Kontrast maddenin serum ve idrardaki yüksek konsantrasyonları, biluribin, proteinler veya inorganik maddelerin (örneğin; demir, bakır, kalsiyum ve fosfat) laboratuar testleri ile etkileşebilir. Bu nedenle bu maddelerin analizleri tetkik gününde yapılmamalıdır.

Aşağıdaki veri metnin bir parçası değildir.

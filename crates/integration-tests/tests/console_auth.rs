//! Route gating through the real router and session layer.
//!
//! Every request here is answered before a handler queries the database, so
//! these run without `PostgreSQL`.

#![allow(clippy::unwrap_used)]

use axum::http::StatusCode;

use cs_console_core::StaffRole;
use cs_console_integration_tests::{TestConsole, body_text, get, location, post};

#[tokio::test]
async fn test_health_is_public() {
    let console = TestConsole::new().unwrap();

    let response = console.send(get("/health", None).unwrap()).await.unwrap();

    assert_eq!(response.status(), StatusCode::OK);
    assert_eq!(body_text(response).await.unwrap(), "ok");
}

#[tokio::test]
async fn test_login_page_renders_for_anonymous() {
    let console = TestConsole::new().unwrap();

    let response = console.send(get("/auth/login", None).unwrap()).await.unwrap();

    assert_eq!(response.status(), StatusCode::OK);
    let body = body_text(response).await.unwrap();
    assert!(body.contains("Cozmeed"));
    assert!(body.contains(r#"name="username""#));
    assert!(body.contains(r#"name="password""#));
}

#[tokio::test]
async fn test_pages_redirect_anonymous_to_login() {
    let console = TestConsole::new().unwrap();

    for path in [
        "/",
        "/dashboard",
        "/products",
        "/promos/new",
        "/orders",
        "/complaints?filter=unhandled",
        "/journeys",
        "/token-usage",
        "/style-cs",
        "/holds/export.csv",
    ] {
        let response = console.send(get(path, None).unwrap()).await.unwrap();
        assert_eq!(response.status(), StatusCode::SEE_OTHER, "{path}");
        assert_eq!(location(&response), Some("/auth/login"), "{path}");
    }
}

#[tokio::test]
async fn test_api_rejects_anonymous_with_401() {
    let console = TestConsole::new().unwrap();

    let events = console
        .send(get("/api/events?table=Order", None).unwrap())
        .await
        .unwrap();
    assert_eq!(events.status(), StatusCode::UNAUTHORIZED);

    let metrics = console
        .send(post("/api/metrics/daily", None, "application/json", "{}").unwrap())
        .await
        .unwrap();
    assert_eq!(metrics.status(), StatusCode::UNAUTHORIZED);
}

#[tokio::test]
async fn test_operator_is_kept_off_admin_screens() {
    let console = TestConsole::new().unwrap();
    let cookie = console.sign_in("sari", StaffRole::Operator).await.unwrap();

    let holds = console.send(get("/", Some(&cookie)).unwrap()).await.unwrap();
    assert_eq!(holds.status(), StatusCode::SEE_OTHER);
    assert_eq!(location(&holds), Some("/dashboard"));

    let hold_number = console
        .send(
            post(
                "/holds",
                Some(&cookie),
                "application/x-www-form-urlencoded",
                "phone_number=628123456789",
            )
            .unwrap(),
        )
        .await
        .unwrap();
    assert_eq!(hold_number.status(), StatusCode::SEE_OTHER);
    assert_eq!(location(&hold_number), Some("/dashboard"));
}

#[tokio::test]
async fn test_operator_gets_403_from_admin_api() {
    let console = TestConsole::new().unwrap();
    let cookie = console.sign_in("sari", StaffRole::Operator).await.unwrap();

    let response = console
        .send(post("/api/metrics/daily", Some(&cookie), "application/json", "{}").unwrap())
        .await
        .unwrap();

    assert_eq!(response.status(), StatusCode::FORBIDDEN);
    assert_eq!(
        body_text(response).await.unwrap(),
        "Only admins can access this resource"
    );
}

#[tokio::test]
async fn test_admin_api_rejects_malformed_date() {
    let console = TestConsole::new().unwrap();
    let cookie = console.sign_in("budi", StaffRole::Admin).await.unwrap();

    let response = console
        .send(
            post(
                "/api/metrics/daily",
                Some(&cookie),
                "application/json",
                r#"{"date":"31/03/2024"}"#,
            )
            .unwrap(),
        )
        .await
        .unwrap();

    assert_eq!(response.status(), StatusCode::BAD_REQUEST);
    let body: serde_json::Value = serde_json::from_str(&body_text(response).await.unwrap()).unwrap();
    assert_eq!(body["success"], false);
    assert!(body["error"].as_str().unwrap().contains("31/03/2024"));
}

#[tokio::test]
async fn test_admin_api_rejects_non_json_body() {
    let console = TestConsole::new().unwrap();
    let cookie = console.sign_in("budi", StaffRole::Admin).await.unwrap();

    let response = console
        .send(post("/api/metrics/daily", Some(&cookie), "text/plain", "yesterday").unwrap())
        .await
        .unwrap();

    assert_eq!(response.status(), StatusCode::BAD_REQUEST);
}

#[tokio::test]
async fn test_signed_in_login_page_redirects_home() {
    let console = TestConsole::new().unwrap();

    let admin = console.sign_in("budi", StaffRole::Admin).await.unwrap();
    let response = console.send(get("/auth/login", Some(&admin)).unwrap()).await.unwrap();
    assert_eq!(response.status(), StatusCode::SEE_OTHER);
    assert_eq!(location(&response), Some("/"));

    let operator = console.sign_in("sari", StaffRole::Operator).await.unwrap();
    let response = console
        .send(get("/auth/login", Some(&operator)).unwrap())
        .await
        .unwrap();
    assert_eq!(location(&response), Some("/dashboard"));
}

#[tokio::test]
async fn test_logout_ends_the_session() {
    let console = TestConsole::new().unwrap();
    let cookie = console.sign_in("budi", StaffRole::Admin).await.unwrap();

    let response = console
        .send(post("/auth/logout", Some(&cookie), "application/x-www-form-urlencoded", "").unwrap())
        .await
        .unwrap();
    assert_eq!(response.status(), StatusCode::SEE_OTHER);
    assert_eq!(location(&response), Some("/auth/login"));

    let after = console.send(get("/dashboard", Some(&cookie)).unwrap()).await.unwrap();
    assert_eq!(after.status(), StatusCode::SEE_OTHER);
    assert_eq!(location(&after), Some("/auth/login"));
}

Özel popülasyonlara ilişkin ek bilgiler
Böbrek/Karaciğer yetmezliği:
Bu popülasyonda hiçbir etkileşme çalışması yapılmamıştır. Metformin ile ilgili uyarı için lütfen “4.4. Özel kullanım uyarıları ve önlemleri” başlığı altında “Metformin kullanan diyabetik hastalar” bölümüne bakınız.

Pediyatrik popülasyon:
Pediyatrik popülasyonda etkileşme çalışması yapılmamıştır.

Geriyatrik popülasyon:
Geriyatrik popülasyonda etkileşim çalışması yapılmamıştır.

4.6. Gebelik ve Laktasyon
Genel tavsiye
Gebelik kategorisi: B

Çocuk doğurma potansiyeli bulunan kadınlar/Doğum kontrolü (Kontrasepsiyon) Çocuk doğurma potansiyeli olan kadınlarda dikkatli olunmalıdır.

Gebelik dönemi

ONİYONİX 300 için, gebe insanlarda maruz kalmaya ilişkin klinik veri mevcut değildir. Hayvanlar üzerinde yapılan çalışmalar, gebelik/embriyonal gelişim/fetal gelişim/doğum ya da doğum sonrası gelişim ile ilgili olarak doğrudan ya da dolaylı zararlı etkiler olduğunu göstermemektedir. (Bkz. Bölüm 5.3).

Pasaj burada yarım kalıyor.